Bukowski: Recommended Reading for the Damned

There is enough treachery, hatred, violence,
Absurdity in the average human being
To supply any given army on any given day.


So begins one of Charles Bukowski's most iconic poems, “The Genius of the Crowd.” Even though it was first published in 1966, it seems particularly poignant in our era of outrage.

BEWARE THE PREACHERS
Beware The Knowers.
[…]
BEWARE Those Quick To Censure:
They Are Afraid Of What They Do
Not Know


Bukowski, born in 1920 in Andernach, Germany to a German-American father and German mother, moved to Los Angeles when he was two years old and would live there for the rest of his life. Although his novel Ham on Rye, an autobiographical account of his abusive childhood, is an American masterpiece, and his short story, “The Most Beautiful Woman in Town,” a sad tale about a woman who gashes her face to make herself less beautiful, is comparable to anything Hemingway or Cheever wrote, it was in poetry where Bukowski's strength really lay.

Bukowski died 25 years ago. Were he still alive, he most certainly would not meet the demands of today's “sensitivity readers,” nor those imbedded in the big publishing houses who scan a writer's work for transgressions, nor those on social media who do the same with a writer's personal life. Nor would he meet the demands of today's small press poetry magazine mission statements, which not only require a poet to be talented, but to also be a morally exemplary person.

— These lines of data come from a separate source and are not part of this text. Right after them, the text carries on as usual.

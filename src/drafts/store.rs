use crate::metrics::slugify;
use crate::models::{DocumentDraft, DraftPatch};
use std::sync::Arc;

pub type DraftObserver = Box<dyn FnMut(&Arc<DocumentDraft>)>;

/// Owner of the draft under edit.
///
/// Every committed change replaces the shared [`DocumentDraft`] value wholesale, so a
/// reader holding an `Arc` from [`DraftStore::get`] never sees a half-applied patch.
/// Observers run synchronously, in registration order, before the mutating call returns.
pub struct DraftStore {
    current: Arc<DocumentDraft>,
    observers: Vec<DraftObserver>,
}

impl Default for DraftStore {
    fn default() -> Self {
        Self::new()
    }
}

impl std::fmt::Debug for DraftStore {
    fn fmt(&self, f: &mut std::fmt::Formatter<'_>) -> std::fmt::Result {
        f.debug_struct("DraftStore")
            .field("current", &self.current)
            .field("observers", &self.observers.len())
            .finish()
    }
}

fn normalize_tag(tag: &str) -> Option<String> {
    let t = tag.trim();
    if t.is_empty() {
        None
    } else {
        Some(t.to_string())
    }
}

impl DraftStore {
    pub fn new() -> Self {
        Self::from_draft(DocumentDraft::default())
    }

    pub fn from_draft(draft: DocumentDraft) -> Self {
        Self {
            current: Arc::new(draft),
            observers: Vec::new(),
        }
    }

    pub fn get(&self) -> Arc<DocumentDraft> {
        Arc::clone(&self.current)
    }

    pub fn subscribe(&mut self, observer: impl FnMut(&Arc<DocumentDraft>) + 'static) {
        self.observers.push(Box::new(observer));
    }

    /// Merge `patch` into the draft. Returns whether anything changed.
    pub fn update(&mut self, patch: DraftPatch) -> bool {
        if patch.is_empty() {
            return false;
        }
        let mut next = (*self.current).clone();
        apply_patch(&mut next, patch);
        self.commit(next)
    }

    /// Turn manual slug mode on or off. Turning it off re-derives the slug from the title.
    pub fn set_slug_manual(&mut self, manual: bool) -> bool {
        let mut next = (*self.current).clone();
        next.slug_manually_edited = manual;
        sync_slug(&mut next);
        self.commit(next)
    }

    /// Adding a tag that is already present (case-sensitive) is a no-op.
    pub fn add_tag(&mut self, tag: &str) -> bool {
        let Some(tag) = normalize_tag(tag) else {
            return false;
        };
        if self.current.tags.contains(&tag) {
            return false;
        }
        let mut next = (*self.current).clone();
        next.tags.insert(tag);
        self.commit(next)
    }

    pub fn remove_tag(&mut self, tag: &str) -> bool {
        if !self.current.tags.contains(tag) {
            return false;
        }
        let mut next = (*self.current).clone();
        next.tags.remove(tag);
        self.commit(next)
    }

    /// Swap in a whole draft, e.g. one rehydrated from a snapshot.
    pub fn replace(&mut self, draft: DocumentDraft) -> bool {
        self.commit(draft)
    }

    fn commit(&mut self, next: DocumentDraft) -> bool {
        if next == *self.current {
            return false;
        }
        self.current = Arc::new(next);
        let snapshot = Arc::clone(&self.current);
        for observer in self.observers.iter_mut() {
            observer(&snapshot);
        }
        true
    }
}

fn sync_slug(draft: &mut DocumentDraft) {
    if !draft.slug_manually_edited {
        draft.slug = slugify(&draft.title);
    }
}

fn apply_patch(d: &mut DocumentDraft, p: DraftPatch) {
    if let Some(v) = p.title {
        d.title = v;
    }
    if let Some(v) = p.body {
        d.body = v;
    }
    if let Some(v) = p.excerpt {
        d.excerpt = v;
    }
    if let Some(v) = p.category_id {
        d.category_id = v;
    }
    if let Some(tags) = p.tags {
        d.tags = tags.iter().filter_map(|t| normalize_tag(t)).collect();
    }
    if let Some(v) = p.cover_image_url {
        d.cover_image_url = v;
    }
    if let Some(v) = p.cover_image_alt {
        d.cover_image_alt = v;
    }
    if let Some(v) = p.visibility {
        d.visibility = v;
    }
    if let Some(v) = p.status {
        d.status = v;
    }
    if let Some(v) = p.publish_at {
        d.publish_at = v;
    }
    if let Some(v) = p.slug {
        // A slug typed by the user pins it.
        d.slug = v;
        d.slug_manually_edited = true;
    }
    if let Some(v) = p.meta_title {
        d.meta_title = v;
    }
    if let Some(v) = p.meta_description {
        d.meta_description = v;
    }
    if let Some(v) = p.focus_keyword {
        d.focus_keyword = v;
    }
    if let Some(v) = p.canonical_url {
        d.canonical_url = v;
    }
    sync_slug(d);
}
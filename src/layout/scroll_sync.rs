use super::split::SplitViewController;

/// Echoes within this distance (px) of the position we wrote count as our own scroll.
const ECHO_TOLERANCE_PX: f64 = 1.0;

#[derive(Clone, Copy, Debug, PartialEq, Eq)]
pub enum Pane {
    Editor,
    Preview,
}

impl Pane {
    pub fn other(self) -> Pane {
        match self {
            Pane::Editor => Pane::Preview,
            Pane::Preview => Pane::Editor,
        }
    }
}

/// The three numbers a scroll container reports.
#[derive(Clone, Copy, Debug, Default, PartialEq)]
pub struct ScrollMetrics {
    pub scroll_top: f64,
    pub scroll_height: f64,
    pub client_height: f64,
}

impl ScrollMetrics {
    pub fn new(scroll_top: f64, scroll_height: f64, client_height: f64) -> Self {
        Self {
            scroll_top,
            scroll_height,
            client_height,
        }
    }

    fn scrollable(&self) -> f64 {
        (self.scroll_height - self.client_height).max(0.0)
    }

    /// Scroll progress in `[0, 1]`; `0` when the content fits without scrolling.
    pub fn ratio(&self) -> f64 {
        let range = self.scrollable();
        if range <= 0.0 {
            return 0.0;
        }
        (self.scroll_top / range).clamp(0.0, 1.0)
    }
}

#[derive(Clone, Copy, Debug, PartialEq)]
pub struct ScrollCommand {
    pub target: Pane,
    pub scroll_top: f64,
}

/// Mirrors scroll progress from the pane the user is driving into the other one.
///
/// Only the active pane is mirrored from; the scroll event our own write causes in
/// the passive pane is recognised and dropped, so the panes never chase each other.
#[derive(Clone, Debug, Default)]
pub struct ScrollSyncController {
    active: Option<Pane>,
    echo: Option<(Pane, f64)>,
}

impl ScrollSyncController {
    pub fn new() -> Self {
        Self::default()
    }

    pub fn active_pane(&self) -> Option<Pane> {
        self.active
    }

    /// Record a user-initiated interaction (wheel, touch, pointer, keys) with `pane`.
    pub fn mark_user_intent(&mut self, pane: Pane) {
        self.active = Some(pane);
        self.echo = None;
    }

    pub fn on_scroll(
        &mut self,
        pane: Pane,
        source: ScrollMetrics,
        mirror: ScrollMetrics,
        layout: &SplitViewController,
    ) -> Option<ScrollCommand> {
        if let Some((echo_pane, echo_top)) = self.echo {
            if echo_pane == pane && (source.scroll_top - echo_top).abs() <= ECHO_TOLERANCE_PX {
                self.echo = None;
                return None;
            }
        }

        match self.active {
            Some(active) if active != pane => return None,
            Some(_) => {}
            None => self.active = Some(pane),
        }

        if !layout.both_panes_visible() {
            return None;
        }

        let scroll_top = source.ratio() * mirror.scrollable();
        let target = pane.other();
        self.echo = Some((target, scroll_top));
        Some(ScrollCommand { target, scroll_top })
    }
}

Then again, Bukowski never was a model citizen of the poetry community, or any other community for that matter. He was a misfit and an outlaw. Unlike many contemporary poets, he never completed college and didn't take a job in academia—instead, he worked in a post office for 15 years before quitting to write full time. He also drank a lot. And he could be violent and abusive. Ardent fans who saw John Dulligan's 2003 documentary Born into This (or the original interviews Barbet Schroeder conducted with Bukowski in the early eighties, on which Dulligan draws) and were not appalled by the scene in which a belligerent Bukowski lunges at Linda Lee Beighle (whom he'd marry a few years later), calling her a “whore,” might need to reassess their cultish fandom. Of course, a great artist can be both angel and devil, both sinner and saint. A great artist is often a contradiction and many are prone to bad behavior. Ginsberg advocated pederasty. Mailer stabbed his wife. Burroughs shot his. Anne Sexton allegedly subjected her daughter to sexual abuse. Whitman was a defender of eugenics-based racism. Céline, T.S. Eliot, and Amiri Baraka were all antisemites. Often a great artist is a contradictory figure, both creative and destructive, both loving and hateful. And Bukowski was no exception.